Diodoro estaba a punto de estallar otra vez en furiosos gritos cuando una palabra llamó su atención: Siniestro. Nunca se había considerado a sí mismo así. Por alguna razón el pensamiento le intrigó. Frotó su frente humildemente y dijo en un tono más suave:

—Lo he dicho muchas veces: soy un soldado sencillo. Mis motivos son tan puros como la leche de vaca.

Aurelia parecía saberlo bien y esto complacía más a Diodoro. Ella dijo:

—Incluso si Callíope fuese una perla de Cos, dotada por las mismísimas gracias, Lucano no la querría. Iris me dijo ayer con mucha tristeza, que ha hecho a los dioses un voto sagrado de no casarse nunca.

—¿No casarse nunca? —exclamó Diodoro—. ¡Qué tontería! ¿Qué le ha impelido a semejante tontería? ¿No le atraen las muchachas?

Aurelia se encogió de hombros.

—No considero a Lucano como un hijo, tal como con frecuencia haces tú —dijo significativamente. Dejó que esta indirecta penetrase en Diodoro durante un momento—. No tengo su confianza; es demasiado silencioso y reservado para ser tan joven. Sin embargo, un hombre no hace votos sagrados de no casarse si no se siente atraído por las jóvenes.

Esto parecía razonable. Diodoro frunció su fiera frente. Ya no estaba enfadado. Murmuró:

—¡Incomprensible!

Aurelia volvió a encogerse de hombros.

—Tú tienes algo en la cabeza —dijo—. Y siento gran curiosidad.

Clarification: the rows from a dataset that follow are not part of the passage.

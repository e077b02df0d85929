use std::fmt;

use anyhow::Result;

use crate::context::Context;

/// One self-contained GPU demonstration.
///
/// The runner calls `init` once, then `update` and `draw` every frame, and
/// `quit` when the example is left. `quit` is expected to release the
/// example's GPU objects and call [`Context::common_quit`].
pub trait Example {
    fn name(&self) -> &'static str;
    fn init(&mut self, context: &mut Context) -> Result<()>;
    fn update(&mut self, context: &mut Context) -> Result<()>;
    fn draw(&mut self, context: &mut Context) -> Result<()>;
    fn quit(&mut self, context: &mut Context);
}

/// Registry entry describing how to build an example.
#[derive(Clone, Copy)]
pub struct ExampleEntry {
    pub name: &'static str,
    pub summary: &'static str,
    pub build: fn() -> Box<dyn Example>,
}

impl fmt::Debug for ExampleEntry {
    fn fmt(&self, f: &mut fmt::Formatter<'_>) -> fmt::Result {
        f.debug_struct("ExampleEntry")
            .field("name", &self.name)
            .field("summary", &self.summary)
            .finish_non_exhaustive()
    }
}

#[derive(Debug, thiserror::Error)]
pub enum RegistryError {
    #[error("no examples registered")]
    Empty,
    #[error("example '{0}' is registered twice")]
    Duplicate(&'static str),
    #[error("unknown example '{name}' (available: {available})")]
    Unknown { name: String, available: String },
}

/// Ordered list of examples the runner can cycle through.
#[derive(Debug, Clone)]
pub struct ExampleRegistry {
    entries: Vec<ExampleEntry>,
}

impl ExampleRegistry {
    pub fn new(entries: impl IntoIterator<Item = ExampleEntry>) -> Result<Self, RegistryError> {
        let entries: Vec<ExampleEntry> = entries.into_iter().collect();
        if entries.is_empty() {
            return Err(RegistryError::Empty);
        }
        for (index, entry) in entries.iter().enumerate() {
            if entries[..index]
                .iter()
                .any(|other| other.name.eq_ignore_ascii_case(entry.name))
            {
                return Err(RegistryError::Duplicate(entry.name));
            }
        }
        Ok(Self { entries })
    }

    pub fn len(&self) -> usize {
        self.entries.len()
    }

    pub fn is_empty(&self) -> bool {
        self.entries.is_empty()
    }

    pub fn entries(&self) -> &[ExampleEntry] {
        &self.entries
    }

    /// Entry at `index`, wrapping out-of-range indices.
    pub fn get(&self, index: usize) -> &ExampleEntry {
        &self.entries[index % self.entries.len()]
    }

    /// Finds an example by name, ignoring ASCII case.
    pub fn position(&self, name: &str) -> Result<usize, RegistryError> {
        self.entries
            .iter()
            .position(|entry| entry.name.eq_ignore_ascii_case(name.trim()))
            .ok_or_else(|| RegistryError::Unknown {
                name: name.to_string(),
                available: self.names().join(", "),
            })
    }

    pub fn next_index(&self, index: usize) -> usize {
        (index + 1) % self.entries.len()
    }

    pub fn previous_index(&self, index: usize) -> usize {
        let len = self.entries.len();
        (index % len + len - 1) % len
    }

    pub fn names(&self) -> Vec<&'static str> {
        self.entries.iter().map(|entry| entry.name).collect()
    }
}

Un gran alivio inundó a Diodoro, Sonrió y dijo:

—Si ha hecho ese voto entonces no lo violará, por lo tanto el asunto está terminado.

—Todavía siento curiosidad —dijo Aurelia.

Diodoro sabía que su esposa no era intelectual ni sutil. Pero era muy aguda. Sentía por Aurelia un gran respeto.

—No soy hombre que satisfaga la curiosidad de una mujer —dijo con ironía, puesto que su dolor de cabeza había desaparecido milagrosamente—. Pensé hacer a Lucano un beneficio, y esto es todo.

—¡Oh! —dijo Aurelia poco convencida.

Bostezó. Había perdido interés en la conversación y olvidado sus heridos sentimientos. Miró hacia la cama, luego sonrió a su esposo inocentemente.

—Hoy has estado sometido a un exceso de trabajo, Diodoro. ¿Estuvieron muy pesados los magistrados, cobradores de impuestos, nobles y los jefes?

—Son unos perros —dijo Diodoro desahogándose.

Había percibido la mirada de su esposa hacia la cama. Sus manos empezaron a desatar el cinturón. Aurelia se levantó, sacudió sus trenzas, luego se inclinó y redujo la luz de la lámpara.

Cuando estuvieron en la cama y abrazados, Diodoro dijo:

—He arreglado el matrimonio entre nuestra Rubria y tu sobrino favorito Piso. —Apoyó la cabeza en el pecho de su esposa y sintió calidez y el latido de su corazón. Su frente sintióse aliviada. Se acogió casi con desesperación en la fortaleza de ella y Aurelia le acarició las sienes con suavidad. Cerró los ojos y deseó olvidar a Iris que había desaparecido como la luna desaparece tras las nubes.